### EXERCISE REQUIREMENTS:
Print every record below exactly as it stands.

### Collected data:
//! Statement lowering
//!
//! Control flow becomes explicit labels and gotos. Assignments resolve
//! their target in the same order as the type checker (local or parameter
//! first, then field through `this`) and rewrite the lowered expression's
//! result temporary into the real destination instead of emitting a copy.

use super::MethodLowerer;
use crate::error::{CompileError, CompileResult};
use crate::ir::{InstrKind, Operand};
use javelin_ast::{StmtId, StmtKind};
use javelin_types::Type;

impl MethodLowerer<'_> {
    pub(crate) fn lower_stmt(&mut self, id: StmtId) -> CompileResult<()> {
        let ast = self.ast;
        let node = ast.stmt(id);
        match &node.kind {
            StmtKind::Block(items) => {
                for &item in items {
                    self.lower_stmt(item)?;
                }
                Ok(())
            }

            StmtKind::Expr(expr) => {
                let lowered = self.lower_expr(*expr, None)?;
                for kind in lowered.code {
                    self.emit(kind);
                }
                Ok(())
            }

            StmtKind::Assign { name, value } => {
                let target_ty = self.stmt_type(id)?;
                let lowered = self.lower_expr(*value, Some(&target_ty))?;

                match self.storage_operand(name, &target_ty) {
                    Some(dest) => {
                        let (operand, mut code) = lowered.value()?;
                        if code.is_empty() {
                            self.emit(InstrKind::Assign {
                                dest,
                                src: Box::new(InstrKind::SingleOp { operand }),
                            });
                        } else {
                            // The expression already computed its result into a
                            // temporary; rename it to the destination instead
                            // of copying.
                            let temp = operand.name().ok_or_else(|| {
                                CompileError::Internal(
                                    "expression preamble without a result temporary".to_string(),
                                )
                            })?;
                            let temp = temp.to_string();
                            for kind in &mut code {
                                rename_kind(kind, &temp, &dest);
                            }
                            self.discard_temp(&temp);
                            for kind in code {
                                self.emit(kind);
                            }
                        }
                    }
                    None => {
                        let (operand, code) = lowered.value()?;
                        for kind in code {
                            self.emit(kind);
                        }
                        self.emit(InstrKind::PutField {
                            object: self.this_operand(),
                            field: Operand::var(name, target_ty),
                            value: operand,
                        });
                    }
                }
                Ok(())
            }

            StmtKind::ArrayAssign { name, index, value } => {
                let element_ty = self.stmt_type(id)?;
                let (index_operand, index_code) = self.lower_expr(*index, None)?.value()?;
                let (value_operand, value_code) = self.lower_expr(*value, None)?.value()?;
                for kind in index_code {
                    self.emit(kind);
                }
                for kind in value_code {
                    self.emit(kind);
                }

                let array_ty = Type::array_of(element_ty.clone());
                match self.storage_operand(name, &array_ty) {
                    Some(base) => {
                        let Operand::Var {
                            name, is_parameter, ..
                        } = base
                        else {
                            unreachable!("storage operands are named variables");
                        };
                        self.emit(InstrKind::Assign {
                            dest: Operand::ArrayElem {
                                name,
                                index: Box::new(index_operand),
                                ty: element_ty,
                                is_parameter,
                            },
                            src: Box::new(InstrKind::SingleOp {
                                operand: value_operand,
                            }),
                        });
                    }
                    None => {
                        // Field arrays are fetched into a temporary first.
                        let temp = self.fresh_temp(&array_ty);
                        self.emit(InstrKind::Assign {
                            dest: temp.clone(),
                            src: Box::new(InstrKind::GetField {
                                object: self.this_operand(),
                                field: Operand::var(name, array_ty),
                            }),
                        });
                        let temp_name = temp.name().unwrap_or_default().to_string();
                        self.emit(InstrKind::Assign {
                            dest: Operand::ArrayElem {
                                name: temp_name,
                                index: Box::new(index_operand),
                                ty: element_ty,
                                is_parameter: false,
                            },
                            src: Box::new(InstrKind::SingleOp {
                                operand: value_operand,
                            }),
                        });
                    }
                }
                Ok(())
            }

            StmtKind::If {
                cond,
                then_branch,
                else_branch,
            } => {
                let (cond_operand, cond_code) = self.lower_expr(*cond, None)?.value()?;
                for kind in cond_code {
                    self.emit(kind);
                }

                let (then_label, end_label) = self.new_if_labels();
                self.emit(InstrKind::Branch {
                    cond: Box::new(InstrKind::SingleOp {
                        operand: cond_operand,
                    }),
                    label: then_label.clone(),
                });

                // The not-taken path runs first; without an else branch it is
                // an always-taken path of zero statements.
                if let Some(else_branch) = else_branch {
                    self.lower_stmt(*else_branch)?;
                }
                self.emit(InstrKind::Goto {
                    label: end_label.clone(),
                });

                self.label_here(then_label);
                self.lower_stmt(*then_branch)?;

                self.label_here(end_label);
                Ok(())
            }

            StmtKind::While { cond, body } => {
                let (cond_label, loop_label, end_label) = self.new_while_labels();

                self.label_here(cond_label.clone());
                let (cond_operand, cond_code) = self.lower_expr(*cond, None)?.value()?;
                for kind in cond_code {
                    self.emit(kind);
                }
                self.emit(InstrKind::Branch {
                    cond: Box::new(InstrKind::SingleOp {
                        operand: cond_operand,
                    }),
                    label: loop_label.clone(),
                });
                self.emit(InstrKind::Goto {
                    label: end_label.clone(),
                });

                self.label_here(loop_label);
                self.lower_stmt(*body)?;
                self.emit(InstrKind::Goto { label: cond_label });

                self.label_here(end_label);
                Ok(())
            }
        }
    }

    fn stmt_type(&self, id: StmtId) -> CompileResult<Type> {
        self.types
            .stmt(id)
            .cloned()
            .ok_or(CompileError::UntypedStmt(id.0))
    }

    /// Assignment-target storage: a local or parameter operand, or `None`
    /// for a field (stored through `this`).
    fn storage_operand(&self, name: &str, ty: &Type) -> Option<Operand> {
        let method = self.table.method(self.method_id);
        if method.param_index(name).is_some() {
            return Some(Operand::param(name, ty.clone()));
        }
        if method.local_by_name(name).is_some() {
            return Some(Operand::var(name, ty.clone()));
        }
        None
    }
}

/// Replace every reference to the temporary `from` with `to`.
fn rename_kind(kind: &mut InstrKind, from: &str, to: &Operand) {
    match kind {
        InstrKind::Assign { dest, src } => {
            rename_operand(dest, from, to);
            rename_kind(src, from, to);
        }
        InstrKind::Goto { .. } => {}
        InstrKind::Branch { cond, .. } => rename_kind(cond, from, to),
        InstrKind::Call { callee, args, .. } => {
            rename_operand(callee, from, to);
            for arg in args {
                rename_operand(arg, from, to);
            }
        }
        InstrKind::Return { value, .. } => {
            if let Some(value) = value {
                rename_operand(value, from, to);
            }
        }
        InstrKind::PutField {
            object,
            field,
            value,
        } => {
            rename_operand(object, from, to);
            rename_operand(field, from, to);
            rename_operand(value, from, to);
        }
        InstrKind::GetField { object, field } => {
            rename_operand(object, from, to);
            rename_operand(field, from, to);
        }
        InstrKind::UnaryOp { operand, .. } | InstrKind::SingleOp { operand } => {
            rename_operand(operand, from, to);
        }
        InstrKind::BinaryOp { lhs, rhs, .. } => {
            rename_operand(lhs, from, to);
            rename_operand(rhs, from, to);
        }
    }
}

fn rename_operand(operand: &mut Operand, from: &str, to: &Operand) {
    match operand {
        Operand::Var { name, .. } if name == from => *operand = to.clone(),
        Operand::ArrayElem {
            name,
            index,
            is_parameter,
            ..
        } => {
            if name == from {
                if let Operand::Var {
                    name: to_name,
                    is_parameter: to_is_param,
                    ..
                } = to
                {
                    *name = to_name.clone();
                    *is_parameter = *to_is_param;
                }
            }
            rename_operand(index, from, to);
        }
        _ => {}
    }
}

### EXERCISE ANSWER:
//! Statement lowering
//!
//! Control flow becomes explicit labels and gotos. Assignments resolve
//! their target in the same order as the type checker (local or parameter
//! first, then field through `this`) and rewrite the lowered expression's
//! result temporary into the real destination instead of emitting a copy.

use super::MethodLowerer;
use crate::error::{CompileError, CompileResult};
use crate::ir::{InstrKind, Operand};
use javelin_ast::{StmtId, StmtKind};
use javelin_types::Type;

impl MethodLowerer<'_> {
    pub(crate) fn lower_stmt(&mut self, id: StmtId) -> CompileResult<()> {
        let ast = self.ast;
        let node = ast.stmt(id);
        match &node.kind {
            StmtKind::Block(items) => {
                for &item in items {
                    self.lower_stmt(item)?;
                }
                Ok(())
            }

            StmtKind::Expr(expr) => {
                let lowered = self.lower_expr(*expr, None)?;
                for kind in lowered.code {
                    self.emit(kind);
                }
                Ok(())
            }

            StmtKind::Assign { name, value } => {
                let target_ty = self.stmt_type(id)?;
                let lowered = self.lower_expr(*value, Some(&target_ty))?;

                match self.storage_operand(name, &target_ty) {
                    Some(dest) => {
                        let (operand, mut code) = lowered.value()?;
                        if code.is_empty() {
                            self.emit(InstrKind::Assign {
                                dest,
                                src: Box::new(InstrKind::SingleOp { operand }),
                            });
                        } else {
                            // The expression already computed its result into a
                            // temporary; rename it to the destination instead
                            // of copying.
                            let temp = operand.name().ok_or_else(|| {
                                CompileError::Internal(
                                    "expression preamble without a result temporary".to_string(),
                                )
                            })?;
                            let temp = temp.to_string();
                            for kind in &mut code {
                                rename_kind(kind, &temp, &dest);
                            }
                            self.discard_temp(&temp);
                            for kind in code {
                                self.emit(kind);
                            }
                        }
                    }
                    None => {
                        let (operand, code) = lowered.value()?;
                        for kind in code {
                            self.emit(kind);
                        }
                        self.emit(InstrKind::PutField {
                            object: self.this_operand(),
                            field: Operand::var(name, target_ty),
                            value: operand,
                        });
                    }
                }
                Ok(())
            }

            StmtKind::ArrayAssign { name, index, value } => {
                let element_ty = self.stmt_type(id)?;
                let (index_operand, index_code) = self.lower_expr(*index, None)?.value()?;
                let (value_operand, value_code) = self.lower_expr(*value, None)?.value()?;
                for kind in index_code {
                    self.emit(kind);
                }
                for kind in value_code {
                    self.emit(kind);
                }

                let array_ty = Type::array_of(element_ty.clone());
                match self.storage_operand(name, &array_ty) {
                    Some(base) => {
                        let Operand::Var {
                            name, is_parameter, ..
                        } = base
                        else {
                            unreachable!("storage operands are named variables");
                        };
                        self.emit(InstrKind::Assign {
                            dest: Operand::ArrayElem {
                                name,
                                index: Box::new(index_operand),
                                ty: element_ty,
                                is_parameter,
                            },
                            src: Box::new(InstrKind::SingleOp {
                                operand: value_operand,
                            }),
                        });
                    }
                    None => {
                        // Field arrays are fetched into a temporary first.
                        let temp = self.fresh_temp(&array_ty);
                        self.emit(InstrKind::Assign {
                            dest: temp.clone(),
                            src: Box::new(InstrKind::GetField {
                                object: self.this_operand(),
                                field: Operand::var(name, array_ty),
                            }),
                        });
                        let temp_name = temp.name().unwrap_or_default().to_string();
                        self.emit(InstrKind::Assign {
                            dest: Operand::ArrayElem {
                                name: temp_name,
                                index: Box::new(index_operand),
                                ty: element_ty,
                                is_parameter: false,
                            },
                            src: Box::new(InstrKind::SingleOp {
                                operand: value_operand,
                            }),
                        });
                    }
                }
                Ok(())
            }

            StmtKind::If {
                cond,
                then_branch,
                else_branch,
            } => {
                let (cond_operand, cond_code) = self.lower_expr(*cond, None)?.value()?;
                for kind in cond_code {
                    self.emit(kind);
                }

                let (then_label, end_label) = self.new_if_labels();
                self.emit(InstrKind::Branch {
                    cond: Box::new(InstrKind::SingleOp {
                        operand: cond_operand,
                    }),
                    label: then_label.clone(),
                });

                // The not-taken path runs first; without an else branch it is
                // an always-taken path of zero statements.
                if let Some(else_branch) = else_branch {
                    self.lower_stmt(*else_branch)?;
                }
                self.emit(InstrKind::Goto {
                    label: end_label.clone(),
                });

                self.label_here(then_label);
                self.lower_stmt(*then_branch)?;

                self.label_here(end_label);
                Ok(())
            }

            StmtKind::While { cond, body } => {
                let (cond_label, loop_label, end_label) = self.new_while_labels();

                self.label_here(cond_label.clone());
                let (cond_operand, cond_code) = self.lower_expr(*cond, None)?.value()?;
                for kind in cond_code {
                    self.emit(kind);
                }
                self.emit(InstrKind::Branch {
                    cond: Box::new(InstrKind::SingleOp {
                        operand: cond_operand,
                    }),
                    label: loop_label.clone(),
                });
                self.emit(InstrKind::Goto {
                    label: end_label.clone(),
                });

                self.label_here(loop_label);
                self.lower_stmt(*body)?;
                self.emit(InstrKind::Goto { label: cond_label });

                self.label_here(end_label);
                Ok(())
            }
        }
    }

    fn stmt_type(&self, id: StmtId) -> CompileResult<Type> {
        self.types
            .stmt(id)
            .cloned()
            .ok_or(CompileError::UntypedStmt(id.0))
    }

    /// Assignment-target storage: a local or parameter operand, or `None`
    /// for a field (stored through `this`).
    fn storage_operand(&self, name: &str, ty: &Type) -> Option<Operand> {
        let method = self.table.method(self.method_id);
        if method.param_index(name).is_some() {
            return Some(Operand::param(name, ty.clone()));
        }
        if method.local_by_name(name).is_some() {
            return Some(Operand::var(name, ty.clone()));
        }
        None
    }
}

/// Replace every reference to the temporary `from` with `to`.
fn rename_kind(kind: &mut InstrKind, from: &str, to: &Operand) {
    match kind {
        InstrKind::Assign { dest, src } => {
            rename_operand(dest, from, to);
            rename_kind(src, from, to);
        }
        InstrKind::Goto { .. } => {}
        InstrKind::Branch { cond, .. } => rename_kind(cond, from, to),
        InstrKind::Call { callee, args, .. } => {
            rename_operand(callee, from, to);
            for arg in args {
                rename_operand(arg, from, to);
            }
        }
        InstrKind::Return { value, .. } => {
            if let Some(value) = value {
                rename_operand(value, from, to);
            }
        }
        InstrKind::PutField {
            object,
            field,
            value,
        } => {
            rename_operand(object, from, to);
            rename_operand(field, from, to);
            rename_operand(value, from, to);
        }
        InstrKind::GetField { object, field } => {
            rename_operand(object, from, to);
            rename_operand(field, from, to);
        }
        InstrKind::UnaryOp { operand, .. } | InstrKind::SingleOp { operand } => {
            rename_operand(operand, from, to);
        }
        InstrKind::BinaryOp { lhs, rhs, .. } => {
            rename_operand(lhs, from, to);
            rename_operand(rhs, from, to);
        }
    }
}

fn rename_operand(operand: &mut Operand, from: &str, to: &Operand) {
    match operand {
        Operand::Var { name, .. } if name == from => *operand = to.clone(),
        Operand::ArrayElem {
            name,
            index,
            is_parameter,
            ..
        } => {
            if name == from {
                if let Operand::Var {
                    name: to_name,
                    is_parameter: to_is_param,
                    ..
                } = to
                {
                    *name = to_name.clone();
                    *is_parameter = *to_is_param;
                }
            }
            rename_operand(index, from, to);
        }
        _ => {}
    }
}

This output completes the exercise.